We knew going into this year that we had more burn in the first half of the year than the second half of the year and you’re right the first quarter was higher than average as we look across the rest of the year. Also remember, we instituted the reduction in force in December of last year. We had some severance for a lot of those employees. We started cutting a lot of non-essential activities and we didn’t feel the full benefit of those changes in the first quarter but we will throughout the rest of the year. We’ve also curtailed -- I mean, obviously when the stock became more depressed in recent weeks we started to be more sensitive to cash conservation and we’ve made some other adjustments to make sure our cash runway goes longer. We just obviously, put a 10-Q out that highlighted that we have a year of cash that we communicated so we’re comfortable that we have a year of cash on the balance sheet and again, we have a lot of other activities that can be taking place. I mentioned that we could foresee a partnership before the 48 week data that could bring in non-dilutive cash. We have a couple proposals that we submitted to the government and continue to evaluate for our infectious disease programs, other grants that could bring in additional funding.
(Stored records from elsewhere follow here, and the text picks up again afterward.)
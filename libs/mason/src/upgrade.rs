use alloy_primitives::{Address, Bytes, Selector, B256};
use alloy_sol_types::SolEvent;
use common::log_msg;

use crate::{
    cut::{selector_count, to_facet_cuts, validate_cut_set, CutEntry},
    error::{MasonError, Result},
    interfaces::{IDiamondCut, IDiamondLoupe},
    ledger::{read_call, send_call, LedgerClient},
};

#[derive(Debug, Clone, PartialEq, Eq)]
pub struct FacetSelectors {
    pub facet_address: Address,
    pub selectors: Vec<Selector>,
}

/// Diamond dispatch table as reported by its loupe.
#[derive(Debug, Clone, PartialEq, Eq)]
pub struct DiamondState {
    pub address: Address,
    pub facets: Vec<FacetSelectors>,
}

impl DiamondState {
    pub fn facet_of(&self, selector: Selector) -> Option<Address> {
        self.facets
            .iter()
            .find(|f| f.selectors.contains(&selector))
            .map(|f| f.facet_address)
    }

    pub fn selector_count(&self) -> usize {
        self.facets.iter().map(|f| f.selectors.len()).sum()
    }
}

#[derive(Debug, Clone, PartialEq, Eq)]
pub struct UpgradeOutcome {
    pub tx_hash: B256,
    /// `None` when the diamond could not be read back through its loupe.
    pub state: Option<DiamondState>,
}

pub async fn read_diamond_state<L>(ledger: &L, diamond: Address) -> Result<DiamondState>
where
    L: LedgerClient + ?Sized,
{
    let facets = read_call(ledger, diamond, &IDiamondLoupe::facetsCall {})
        .await?
        .facets_
        .into_iter()
        .map(|f| FacetSelectors {
            facet_address: f.facetAddress,
            selectors: f.functionSelectors,
        })
        .collect();
    Ok(DiamondState {
        address: diamond,
        facets,
    })
}

/// Install `cut` into the diamond and run the initializer, in one transaction.
///
/// The ledger either applies all of it or none of it. A failed receipt is
/// reported as [`MasonError::UpgradeFailed`] and never retried here: sending
/// the same cut again would try to add selectors that may already be there.
pub async fn apply_cut<L>(
    ledger: &L,
    diamond: Address,
    cut: &[CutEntry],
    init_address: Address,
    init_calldata: Bytes,
) -> Result<UpgradeOutcome>
where
    L: LedgerClient + ?Sized,
{
    validate_cut_set(cut)?;
    if init_address.is_zero() && !init_calldata.is_empty() {
        return Err(MasonError::InvalidPayload(
            "initializer calldata given without initializer address".to_owned(),
        ));
    }
    if !init_address.is_zero() && init_calldata.is_empty() {
        return Err(MasonError::InvalidPayload(
            "initializer address given without calldata".to_owned(),
        ));
    }

    log_msg!(
        "Cutting diamond {} ({} facets, {} selectors, init {})",
        diamond,
        cut.len(),
        selector_count(cut),
        init_address
    );

    let call = IDiamondCut::diamondCutCall {
        _diamondCut: to_facet_cuts(cut),
        _init: init_address,
        _calldata: init_calldata,
    };
    let receipt = send_call(ledger, diamond, &call).await?;
    tracing::debug!(diamond = %diamond, tx = %receipt.tx_hash, status = receipt.status, "Diamond cut");
    if !receipt.status {
        return Err(MasonError::UpgradeFailed {
            tx_reference: receipt.tx_hash,
        });
    }

    let emitted = receipt
        .logs
        .iter()
        .any(|log| log.address == diamond && log.topics.first() == Some(&IDiamondCut::DiamondCut::SIGNATURE_HASH));
    if !emitted {
        tracing::warn!(diamond = %diamond, tx = %receipt.tx_hash, "No DiamondCut event in receipt");
    }

    log_msg!("Completed diamond cut in {}", receipt.tx_hash);
    // The cut is committed at this point, a failed readback must not hide that.
    let state = match read_diamond_state(ledger, diamond).await {
        Ok(state) => Some(state),
        Err(err) => {
            tracing::warn!(diamond = %diamond, tx = %receipt.tx_hash, %err, "Cannot read diamond state back");
            None
        }
    };
    Ok(UpgradeOutcome {
        tx_hash: receipt.tx_hash,
        state,
    })
}
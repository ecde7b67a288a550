use alloy_primitives::{Address, Bytes, B256};
use ethers::types::{self as eth};

pub mod tx_client;

pub use tx_client::TxClient;

/// Conversion from ethers types into the primitives `mason` works with.
pub trait ToAlloy {
    type Output;

    fn to_alloy(self) -> Self::Output;
}

/// Conversion from `mason` primitives into ethers types.
pub trait ToEthers {
    type Output;

    fn to_ethers(self) -> Self::Output;
}

impl ToAlloy for eth::H160 {
    type Output = Address;

    fn to_alloy(self) -> Address {
        Address::from(self.0)
    }
}

impl ToAlloy for eth::H256 {
    type Output = B256;

    fn to_alloy(self) -> B256 {
        B256::from(self.0)
    }
}

impl ToAlloy for eth::Bytes {
    type Output = Bytes;

    fn to_alloy(self) -> Bytes {
        Bytes::from(self.0)
    }
}

impl ToEthers for Address {
    type Output = eth::H160;

    fn to_ethers(self) -> eth::H160 {
        eth::H160(self.0 .0)
    }
}

impl ToEthers for Bytes {
    type Output = eth::Bytes;

    fn to_ethers(self) -> eth::Bytes {
        eth::Bytes(self.0)
    }
}

impl ToEthers for Vec<u8> {
    type Output = eth::Bytes;

    fn to_ethers(self) -> eth::Bytes {
        eth::Bytes::from(self)
    }
}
So we think there are other ways to shore up our balance sheet and as we always communicate, we continue to look to make sure we have enough cash to continue operations and we always explore varying financing vehicles, and it’s always a function of where the stock price is, what terms, what the demand is to come into the stock and we continue to evaluate that. Operator, I just want to say everyone at AVI is very excited about the progress we made in the first part of this year across our lead program and we look forward to the continued data set that we can generate from our extension study with Eteplirsen with 48 week data due later this year. Thank you all for calling in and participating in this earnings call.

Ladies and gentlemen that concludes today’s presentation. Thank you for dialing in. Having a wonderful day.